Retrieval Augmented Generation on Notion Docs via LangChain

February 27, 2024

RAG, or Retrieval Augmented Generation, is a prominent AI framework in the era of large language models (LLMs). It enhances the capabilities of these models by integrating external knowledge, ensuring more accurate and current responses. A standard RAG system includes an LLM, a vector database, and some prompts as code that can be send queries to the LLM.

source:zilliz

Purpose and Goals:

  1. Learn How to Vectorise Notion Pages and Databases: We'll delve into the process of vectorising Notion pages and databases, enabling efficient storage and retrieval of information.
  2. Introduction to Retrieval Augmented Generation (RAG) using LangChain: We'll provide an overview of RAG and demonstrate its implementation using LangChain, a powerful tool for integrating external knowledge into AI models

In this guide, we'll explore three important tools: Notion, Supabase, and OpenAI. Notion data is the external information we are going to ingest. Supabase stores this information in a vector representation to act as the context to the LLM. First, we'll set up these tools step by step. Then, we'll learn how to take information from Notion and store it in a Vector Store. After that, we'll use LangChain to build a knowledge retrieval system that can find the right answers for us. Finally, we'll see how all these pieces work together in a real situation.

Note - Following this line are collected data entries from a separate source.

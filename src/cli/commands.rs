use clap::{Args, Parser, Subcommand};

#[derive(Parser)]
#[command(name = "al", about = concat!("autolabel v", env!("CARGO_PKG_VERSION"), " - next actions from tagged names"), version)]
pub struct Cli {
    #[command(subcommand)]
    pub command: Commands,

    /// Output as JSON
    #[arg(long, global = true)]
    pub json: bool,

    /// Log decisions at debug level (RUST_LOG takes precedence)
    #[arg(long, global = true)]
    pub debug: bool,

    /// Run against a different workspace directory
    #[arg(short = 'C', long = "workspace-dir", global = true)]
    pub workspace_dir: Option<String>,

    #[command(flatten)]
    pub overrides: Overrides,
}

/// Settings that take precedence over config.toml
#[derive(Args, Default)]
pub struct Overrides {
    /// Next-action label name ("" disables labeling)
    #[arg(long, global = true, env = "AUTOLABEL_LABEL")]
    pub next_action_label: Option<String>,

    /// Singleton focus label name
    #[arg(long, global = true, env = "AUTOLABEL_FOCUS_LABEL")]
    pub focus_label: Option<String>,

    /// Hide tasks due more than this many days ahead (0 = off)
    #[arg(long, global = true, env = "AUTOLABEL_HIDE_FUTURE")]
    pub hide_future: Option<u32>,

    /// Parallel suffix character
    #[arg(long, global = true, env = "AUTOLABEL_P_SUFFIX")]
    pub p_suffix: Option<char>,

    /// Sequential suffix character
    #[arg(long, global = true, env = "AUTOLABEL_S_SUFFIX")]
    pub s_suffix: Option<char>,
}

#[derive(Subcommand)]
pub enum Commands {
    /// Create an autolabel/ workspace in the current directory
    Init,
    /// Show the label operations the next pass would apply
    Plan,
    /// Apply label operations periodically
    Run(RunArgs),
    /// Preview or apply focus label reconciliation
    Focus(FocusArgs),
    /// Decode the tag characters in a name
    Parse(ParseArgs),
    /// List open tasks
    Tasks(TasksArgs),
    /// Report structural errors and tag warnings in the snapshot
    Check,
    /// Show past focus sessions
    History(HistoryArgs),
    /// Show or edit config.toml
    Config(ConfigCmd),
}

#[derive(Args)]
pub struct RunArgs {
    /// Exit after a single pass
    #[arg(long)]
    pub once: bool,
    /// Seconds between passes
    #[arg(long, env = "AUTOLABEL_DELAY")]
    pub delay: Option<u64>,
}

#[derive(Args)]
pub struct FocusArgs {
    /// Task that must keep (or receive) the focus label
    #[arg(long)]
    pub winner: Option<String>,
    /// Apply the operations instead of previewing them
    #[arg(long)]
    pub apply: bool,
}

#[derive(Args)]
pub struct ParseArgs {
    /// Raw name, tag characters included
    pub name: String,
    /// Item kind: project, section, task or subtask
    #[arg(long, default_value = "task")]
    pub kind: String,
}

#[derive(Args)]
pub struct TasksArgs {
    /// Only tasks carrying this label
    #[arg(long)]
    pub label: Option<String>,
    /// Only tasks whose name matches this regex
    #[arg(long)]
    pub contains: Option<String>,
}

#[derive(Args)]
pub struct HistoryArgs {
    /// Maximum number of sessions to show
    #[arg(long, default_value = "20")]
    pub limit: usize,
    /// Label to show sessions for (default: the configured focus label)
    #[arg(long)]
    pub label: Option<String>,
}

#[derive(Args)]
pub struct ConfigCmd {
    #[command(subcommand)]
    pub action: ConfigAction,
}

#[derive(Subcommand)]
pub enum ConfigAction {
    /// Print the effective configuration
    Show,
    /// Set a key in config.toml, e.g. `labels.focus focus`
    Set {
        /// Dotted key: table.field
        key: String,
        /// New value ("" clears labels.focus)
        value: String,
    },
}
use chrono::{DateTime, Utc};
use serde::Serialize;

use super::operation::LabelOperation;
use super::snapshot::TaskRecord;

/// A task currently carrying the focus label
#[derive(Debug, Clone, PartialEq, Eq, Serialize)]
pub struct FocusCandidate {
    pub id: String,
    pub updated_at: Option<DateTime<Utc>>,
    /// Numeric form of the id, only used to break ties
    pub numeric_id: u64,
}

impl FocusCandidate {
    pub fn new(id: impl Into<String>, updated_at: Option<DateTime<Utc>>) -> Self {
        let id = id.into();
        let numeric_id = id.parse().unwrap_or(0);
        FocusCandidate {
            id,
            updated_at,
            numeric_id,
        }
    }

    pub fn from_task(task: &TaskRecord) -> Self {
        FocusCandidate::new(task.id.clone(), task.updated_at)
    }
}

/// Outcome of a focus reconciliation
#[derive(Debug, Clone, PartialEq, Eq, Serialize)]
pub struct ReconcileResult {
    pub winner: Option<FocusCandidate>,
    /// Every other candidate, strongest first
    pub losers: Vec<FocusCandidate>,
    pub operations: Vec<LabelOperation>,
    /// True when the caller was asked to execute `operations`
    pub applied: bool,
}

impl ReconcileResult {
    pub fn is_noop(&self) -> bool {
        self.operations.is_empty()
    }
}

If you're interested in learning more about prompt engineering and its importance in shaping the responses of AI models, check out my previous post:Prompt Engineering for OpenAI Chat Completions. In this beginner's guide, I delve into the significance of crafting well-designed prompts to enhance the accuracy and relevance of AI-generated responses. Understanding prompt engineering can greatly improve your experience with AI models like OpenAI's Chat Completions.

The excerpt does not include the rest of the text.